And what is this magical "ion exchange resin"? The resin is comprised of little polymer beads, which are charged particles having an affinity for uranium anions. "There are literally millions of these small resin beads in a vessel, which can adsorb low concentration of uranium in solution," said Anthony. Adsorption is when something is attracted to something else or clings to it, like static electricity.

Why do you have to process uranium like this? "In essence, the ion exchange process is a beneficiation (reduction) process that concentrates large volumes of low concentrate uranium solution into a much smaller volume containing a much higher concentration of uranium," said Anthony. In other words, the beneficiation is just concentrating the uranium from the large volume of water in which it is mined into a more compact form. The preferred means is through an ion exchange.


Anthony gave a real-life example of the beneficiation process, "Three million gallons of wellfield solution containing dilute concentrations of uranium, of 100 parts per million minus 0.10 grams/liter, is passed through a bed of ion exchange resin. This might take 24 hours to achieve if the solution is flowing at 2,500 gallons per minute. After this length of time, the resin becomes loaded with approximately 2,500 pounds of uranium."

STRIPPING THE URANIUM

Stripping the uranium is called the elution process. This is done through a chemical exchange of positively and negatively charged ions. Resins are classified by the charge on the active sites. "The active sites on the resin are positively charged for anion resins and negatively charged for cation resins," Norris enlightened us. "The resin's ability to extract chemical ions from a solution is derived from what's called an active site," he continued. "In our case, chloride ions obtained from ordinary tale salt are used to stabilize or temporarily neutralize this positively charged active site." The negatively charged chloride ion sticks to the positively charged site, held in place by what Norris called "electrostatic forces." When the negatively charged ions, such as uranyl dicarbonate, are placed in contact with the solution, it will kick off the chloride and replace that with the uranyl dicarbonate.
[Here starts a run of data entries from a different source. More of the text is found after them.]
use rust_decimal::Decimal;
use std::str::FromStr;

/// Parses a monetary cell into a `Decimal`.
///
/// Accepts the export's locale notation with a decimal comma, with or
/// without period thousands separators (`"1234,56"`, `"1.234,56"`), and
/// machine notation (`"1234.56"`, `"1234"`), which passes through unchanged.
///
/// Returns the failure reason for malformed cells: empty text, more than
/// one comma, or non-numeric residue after separator substitution.
pub fn parse_amount(raw: &str) -> Result<Decimal, String> {
    let trimmed = raw.trim();
    if trimmed.is_empty() {
        return Err("empty value".to_string());
    }

    match trimmed.matches(',').count() {
        0 => Decimal::from_str(trimmed).map_err(|e| e.to_string()),
        1 => {
            let normalized = trimmed.replace('.', "").replace(',', ".");
            Decimal::from_str(&normalized).map_err(|e| e.to_string())
        }
        n => Err(format!("expected a single decimal comma, found {}", n)),
    }
}

/// Renders a monetary value as locale text: rounded to 2 decimal places,
/// comma as the decimal separator, period as the thousands separator.
/// 1234.5 becomes `"1.234,50"`.
pub fn format_amount(value: Decimal) -> String {
    let machine = format!("{:.2}", value.round_dp(2));
    let (sign, digits) = match machine.strip_prefix('-') {
        Some(rest) => ("-", rest),
        None => ("", machine.as_str()),
    };
    let (int_part, frac_part) = digits.split_once('.').unwrap_or((digits, "00"));

    let mut grouped = String::with_capacity(int_part.len() + int_part.len() / 3);
    for (i, ch) in int_part.chars().enumerate() {
        if i > 0 && (int_part.len() - i) % 3 == 0 {
            grouped.push('.');
        }
        grouped.push(ch);
    }

    format!("{}{},{}", sign, grouped, frac_part)
}
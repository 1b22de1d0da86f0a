// Locale number handling: decimal-comma parsing and locale re-formatting.
//
// The export uses a decimal comma on input; output cells use a comma
// decimal separator and a period thousands separator. Formatting an
// already-formatted value and re-parsing it must round-trip.

use proptest::prelude::*;
use rust_decimal::Decimal;
use rust_decimal_macros::dec;
use vatsum::core::locale::{format_amount, parse_amount};

proptest! {
    #[test]
    fn test_format_then_parse_round_trips(cents in -1_000_000_000_000i64..1_000_000_000_000i64) {
        let value = Decimal::new(cents, 2);

        let text = format_amount(value);
        let parsed = parse_amount(&text).unwrap();

        prop_assert_eq!(parsed, value);
    }

    #[test]
    fn test_reformatting_formatted_text_is_stable(cents in 0i64..1_000_000_000_000i64) {
        let value = Decimal::new(cents, 2);

        let once = format_amount(value);
        let again = format_amount(parse_amount(&once).unwrap());

        prop_assert_eq!(once, again);
    }

    #[test]
    fn test_plain_comma_notation_always_parses(units in 0u32..1_000_000u32, cents in 0u32..100u32) {
        let raw = format!("{},{:02}", units, cents);

        let parsed = parse_amount(&raw).unwrap();
        let expected = Decimal::from(units) + Decimal::new(cents as i64, 2);

        prop_assert_eq!(parsed, expected);
    }
}

#[test]
fn test_specific_locale_values() {
    assert_eq!(parse_amount("1234,56").unwrap(), dec!(1234.56));
    assert_eq!(parse_amount("1.234,56").unwrap(), dec!(1234.56));
    assert_eq!(parse_amount("0,75").unwrap(), dec!(0.75));

    assert_eq!(format_amount(dec!(1234.5)), "1.234,50");
    assert_eq!(format_amount(dec!(150)), "150,00");
    assert_eq!(format_amount(dec!(24.75)), "24,75");
}

#[test]
fn test_machine_notation_passes_through() {
    assert_eq!(parse_amount("1234.56").unwrap(), dec!(1234.56));
    assert_eq!(parse_amount("22").unwrap(), dec!(22));
}

#[test]
fn test_double_comma_is_rejected() {
    assert!(parse_amount("12,34,56").is_err());
}

#[test]
fn test_empty_and_garbage_are_rejected() {
    assert!(parse_amount("").is_err());
    assert!(parse_amount("  ").is_err());
    assert!(parse_amount("n/a").is_err());
}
That was the chemistry lesson. Anthony summed it up in a nutshell, "They just displace it. There's a greater affinity for the chloride ion to the resin than there is for the uranium. So, the uranium is stripped from the resin bed." The processing facility chemically strips the loaded uranium from the resin by soaking the entire package of uranium-laden resin in a salt bath solution. "The volume of salt solution is on the order of 10,000 gallons resulting in a solution concentration of 30 grams/liter uranium," Anthony said, describing the process of how the uranium becomes concentrated. "The stripped uranium solution concentration is magnified 300 times more than the wellfield solution," he informed us. "The concentration level can now be economically processed for recovery: precipitation, dewatering, drying and drumming for a nuclear facility."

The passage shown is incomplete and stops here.